* **What to produce**
Show every line below where "href" can be found.

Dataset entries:
-----

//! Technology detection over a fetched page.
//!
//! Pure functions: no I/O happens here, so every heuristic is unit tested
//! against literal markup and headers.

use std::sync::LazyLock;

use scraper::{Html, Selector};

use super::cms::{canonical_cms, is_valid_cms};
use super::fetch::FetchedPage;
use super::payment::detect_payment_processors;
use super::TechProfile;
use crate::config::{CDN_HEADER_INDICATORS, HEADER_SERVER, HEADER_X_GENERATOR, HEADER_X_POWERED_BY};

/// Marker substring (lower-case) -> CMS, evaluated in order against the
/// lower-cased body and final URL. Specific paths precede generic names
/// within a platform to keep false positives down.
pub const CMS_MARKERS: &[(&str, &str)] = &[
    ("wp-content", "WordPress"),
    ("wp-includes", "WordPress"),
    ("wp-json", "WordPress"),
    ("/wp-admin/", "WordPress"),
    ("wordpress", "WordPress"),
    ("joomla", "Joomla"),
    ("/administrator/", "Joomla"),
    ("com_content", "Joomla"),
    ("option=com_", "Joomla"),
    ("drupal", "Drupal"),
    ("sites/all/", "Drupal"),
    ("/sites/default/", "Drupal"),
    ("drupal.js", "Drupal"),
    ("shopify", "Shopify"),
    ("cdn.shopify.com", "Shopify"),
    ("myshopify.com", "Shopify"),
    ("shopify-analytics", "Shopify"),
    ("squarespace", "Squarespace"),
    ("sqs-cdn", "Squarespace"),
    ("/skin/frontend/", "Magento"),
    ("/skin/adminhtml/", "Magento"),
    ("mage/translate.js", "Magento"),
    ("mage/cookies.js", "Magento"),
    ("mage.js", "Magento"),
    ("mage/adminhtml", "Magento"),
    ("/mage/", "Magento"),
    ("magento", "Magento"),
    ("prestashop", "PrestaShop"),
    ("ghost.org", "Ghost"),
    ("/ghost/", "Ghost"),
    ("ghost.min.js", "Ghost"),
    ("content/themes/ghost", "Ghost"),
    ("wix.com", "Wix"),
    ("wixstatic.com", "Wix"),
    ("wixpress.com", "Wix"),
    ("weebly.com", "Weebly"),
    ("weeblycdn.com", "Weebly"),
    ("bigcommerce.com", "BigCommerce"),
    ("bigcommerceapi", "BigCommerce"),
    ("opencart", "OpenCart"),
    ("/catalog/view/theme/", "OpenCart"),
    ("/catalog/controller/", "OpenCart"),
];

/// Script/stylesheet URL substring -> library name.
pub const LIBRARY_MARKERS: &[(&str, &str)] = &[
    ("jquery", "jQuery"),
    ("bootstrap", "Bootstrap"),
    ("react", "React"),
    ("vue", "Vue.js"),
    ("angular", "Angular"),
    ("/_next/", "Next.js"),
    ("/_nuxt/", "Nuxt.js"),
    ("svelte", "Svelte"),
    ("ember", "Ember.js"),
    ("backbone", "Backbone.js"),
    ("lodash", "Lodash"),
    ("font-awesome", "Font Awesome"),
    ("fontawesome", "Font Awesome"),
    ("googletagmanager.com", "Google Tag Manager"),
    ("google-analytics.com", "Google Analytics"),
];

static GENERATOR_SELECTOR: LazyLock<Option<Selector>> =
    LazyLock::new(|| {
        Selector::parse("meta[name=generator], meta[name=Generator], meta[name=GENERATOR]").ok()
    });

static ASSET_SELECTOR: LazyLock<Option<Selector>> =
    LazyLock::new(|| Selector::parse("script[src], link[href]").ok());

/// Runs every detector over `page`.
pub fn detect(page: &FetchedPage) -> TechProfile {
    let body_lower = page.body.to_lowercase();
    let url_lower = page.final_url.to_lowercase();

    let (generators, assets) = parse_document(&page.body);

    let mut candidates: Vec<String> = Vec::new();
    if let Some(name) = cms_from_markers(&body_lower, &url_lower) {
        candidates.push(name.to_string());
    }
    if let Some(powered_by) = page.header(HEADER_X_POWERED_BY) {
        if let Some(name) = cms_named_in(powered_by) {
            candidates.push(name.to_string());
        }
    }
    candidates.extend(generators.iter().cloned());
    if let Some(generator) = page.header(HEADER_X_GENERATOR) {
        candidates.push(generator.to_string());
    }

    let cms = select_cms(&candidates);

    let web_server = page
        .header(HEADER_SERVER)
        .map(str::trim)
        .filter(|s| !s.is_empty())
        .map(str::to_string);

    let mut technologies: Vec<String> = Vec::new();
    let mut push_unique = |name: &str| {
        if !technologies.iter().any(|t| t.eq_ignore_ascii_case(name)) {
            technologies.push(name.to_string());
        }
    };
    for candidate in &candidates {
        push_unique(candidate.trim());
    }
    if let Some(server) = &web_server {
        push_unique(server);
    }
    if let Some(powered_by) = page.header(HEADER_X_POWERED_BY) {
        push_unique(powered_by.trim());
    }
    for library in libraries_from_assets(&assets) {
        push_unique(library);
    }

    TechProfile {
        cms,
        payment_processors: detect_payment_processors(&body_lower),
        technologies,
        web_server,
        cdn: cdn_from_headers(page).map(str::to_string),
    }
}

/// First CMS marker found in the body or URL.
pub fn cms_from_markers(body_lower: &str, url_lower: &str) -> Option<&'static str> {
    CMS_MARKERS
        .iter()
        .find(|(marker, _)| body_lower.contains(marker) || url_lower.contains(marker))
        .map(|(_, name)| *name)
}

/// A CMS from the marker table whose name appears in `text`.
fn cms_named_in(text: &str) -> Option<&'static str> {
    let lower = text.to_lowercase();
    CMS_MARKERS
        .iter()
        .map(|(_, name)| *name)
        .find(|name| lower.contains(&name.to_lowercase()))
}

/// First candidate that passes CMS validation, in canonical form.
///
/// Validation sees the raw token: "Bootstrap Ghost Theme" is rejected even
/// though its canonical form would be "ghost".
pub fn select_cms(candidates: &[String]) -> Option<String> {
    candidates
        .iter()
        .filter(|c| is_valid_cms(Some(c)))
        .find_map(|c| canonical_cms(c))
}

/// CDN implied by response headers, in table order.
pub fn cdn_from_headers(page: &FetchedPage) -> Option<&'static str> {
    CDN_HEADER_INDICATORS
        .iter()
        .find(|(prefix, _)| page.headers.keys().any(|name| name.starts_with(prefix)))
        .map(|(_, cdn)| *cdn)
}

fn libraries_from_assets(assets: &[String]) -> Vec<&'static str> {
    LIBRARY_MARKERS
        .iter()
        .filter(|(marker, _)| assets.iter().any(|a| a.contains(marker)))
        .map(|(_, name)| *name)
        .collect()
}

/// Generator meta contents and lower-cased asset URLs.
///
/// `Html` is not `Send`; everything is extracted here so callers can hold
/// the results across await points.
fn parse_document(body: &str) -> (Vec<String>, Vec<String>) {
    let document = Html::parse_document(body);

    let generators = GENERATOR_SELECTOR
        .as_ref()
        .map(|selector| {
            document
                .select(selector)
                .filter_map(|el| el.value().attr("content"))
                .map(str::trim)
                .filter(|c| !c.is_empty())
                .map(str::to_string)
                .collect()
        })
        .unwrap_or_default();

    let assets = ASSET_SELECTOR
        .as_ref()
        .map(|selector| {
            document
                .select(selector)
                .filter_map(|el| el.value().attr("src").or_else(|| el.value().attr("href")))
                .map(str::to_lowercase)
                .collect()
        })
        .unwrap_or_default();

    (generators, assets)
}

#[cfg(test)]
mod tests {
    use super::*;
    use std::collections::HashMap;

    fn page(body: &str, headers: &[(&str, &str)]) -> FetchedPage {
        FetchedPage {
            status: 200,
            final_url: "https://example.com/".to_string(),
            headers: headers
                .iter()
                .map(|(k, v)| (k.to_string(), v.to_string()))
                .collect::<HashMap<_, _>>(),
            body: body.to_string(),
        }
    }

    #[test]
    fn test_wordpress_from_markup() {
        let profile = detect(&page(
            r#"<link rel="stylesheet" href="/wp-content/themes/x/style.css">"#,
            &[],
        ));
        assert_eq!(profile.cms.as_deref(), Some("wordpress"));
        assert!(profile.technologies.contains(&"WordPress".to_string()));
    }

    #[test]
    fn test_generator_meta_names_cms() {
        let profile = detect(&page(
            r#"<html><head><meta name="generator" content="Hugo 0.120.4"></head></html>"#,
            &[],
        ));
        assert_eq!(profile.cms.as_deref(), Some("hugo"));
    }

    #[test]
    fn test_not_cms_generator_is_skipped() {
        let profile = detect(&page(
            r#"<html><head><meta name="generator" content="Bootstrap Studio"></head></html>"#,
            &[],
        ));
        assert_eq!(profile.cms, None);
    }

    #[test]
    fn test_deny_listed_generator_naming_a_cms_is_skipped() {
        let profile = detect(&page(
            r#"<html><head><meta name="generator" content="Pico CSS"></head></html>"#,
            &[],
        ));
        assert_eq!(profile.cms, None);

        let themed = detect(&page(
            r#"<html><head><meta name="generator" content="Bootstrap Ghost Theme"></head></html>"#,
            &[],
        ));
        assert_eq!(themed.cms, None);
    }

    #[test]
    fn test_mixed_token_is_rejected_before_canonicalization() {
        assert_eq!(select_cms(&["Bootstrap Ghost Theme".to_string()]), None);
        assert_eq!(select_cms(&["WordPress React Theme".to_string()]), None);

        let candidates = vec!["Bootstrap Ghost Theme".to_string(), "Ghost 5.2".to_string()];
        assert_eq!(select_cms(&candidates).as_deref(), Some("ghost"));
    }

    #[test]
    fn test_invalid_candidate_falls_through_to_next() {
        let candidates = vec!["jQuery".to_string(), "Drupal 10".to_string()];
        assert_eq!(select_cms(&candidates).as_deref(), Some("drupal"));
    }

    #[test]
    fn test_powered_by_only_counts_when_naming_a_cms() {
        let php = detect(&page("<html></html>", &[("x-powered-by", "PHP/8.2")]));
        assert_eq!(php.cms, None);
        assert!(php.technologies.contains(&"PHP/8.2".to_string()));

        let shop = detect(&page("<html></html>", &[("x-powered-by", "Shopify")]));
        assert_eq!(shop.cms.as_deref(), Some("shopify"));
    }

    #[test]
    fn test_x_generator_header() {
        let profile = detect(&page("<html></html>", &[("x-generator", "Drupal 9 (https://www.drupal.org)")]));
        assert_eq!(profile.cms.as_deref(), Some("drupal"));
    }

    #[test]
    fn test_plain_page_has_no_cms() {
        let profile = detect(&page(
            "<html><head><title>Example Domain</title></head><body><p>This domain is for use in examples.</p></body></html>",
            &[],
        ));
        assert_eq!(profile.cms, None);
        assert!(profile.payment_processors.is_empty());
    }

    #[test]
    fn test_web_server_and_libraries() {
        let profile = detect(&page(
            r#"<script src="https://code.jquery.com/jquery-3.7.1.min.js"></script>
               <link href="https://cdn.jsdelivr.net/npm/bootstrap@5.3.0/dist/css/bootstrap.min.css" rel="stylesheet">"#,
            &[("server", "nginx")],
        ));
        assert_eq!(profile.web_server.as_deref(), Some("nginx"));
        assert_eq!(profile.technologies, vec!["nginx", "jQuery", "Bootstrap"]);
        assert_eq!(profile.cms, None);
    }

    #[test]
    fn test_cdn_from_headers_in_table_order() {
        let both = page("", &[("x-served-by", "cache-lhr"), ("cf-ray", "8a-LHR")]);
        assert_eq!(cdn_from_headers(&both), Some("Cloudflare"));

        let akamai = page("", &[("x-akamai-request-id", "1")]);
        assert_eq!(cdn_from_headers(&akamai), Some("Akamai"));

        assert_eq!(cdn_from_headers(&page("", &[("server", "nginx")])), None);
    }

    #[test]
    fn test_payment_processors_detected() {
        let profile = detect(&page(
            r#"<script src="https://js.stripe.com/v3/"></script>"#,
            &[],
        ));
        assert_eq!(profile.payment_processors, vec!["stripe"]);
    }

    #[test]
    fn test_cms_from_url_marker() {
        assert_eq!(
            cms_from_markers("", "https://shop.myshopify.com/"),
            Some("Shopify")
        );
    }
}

-----

* **Output for this exercise**
    LazyLock::new(|| Selector::parse("script[src], link[href]").ok());
                .filter_map(|el| el.value().attr("src").or_else(|| el.value().attr("href")))
            r#"<link rel="stylesheet" href="/wp-content/themes/x/style.css">"#,
               <link href="https://cdn.jsdelivr.net/npm/bootstrap@5.3.0/dist/css/bootstrap.min.css" rel="stylesheet">"#,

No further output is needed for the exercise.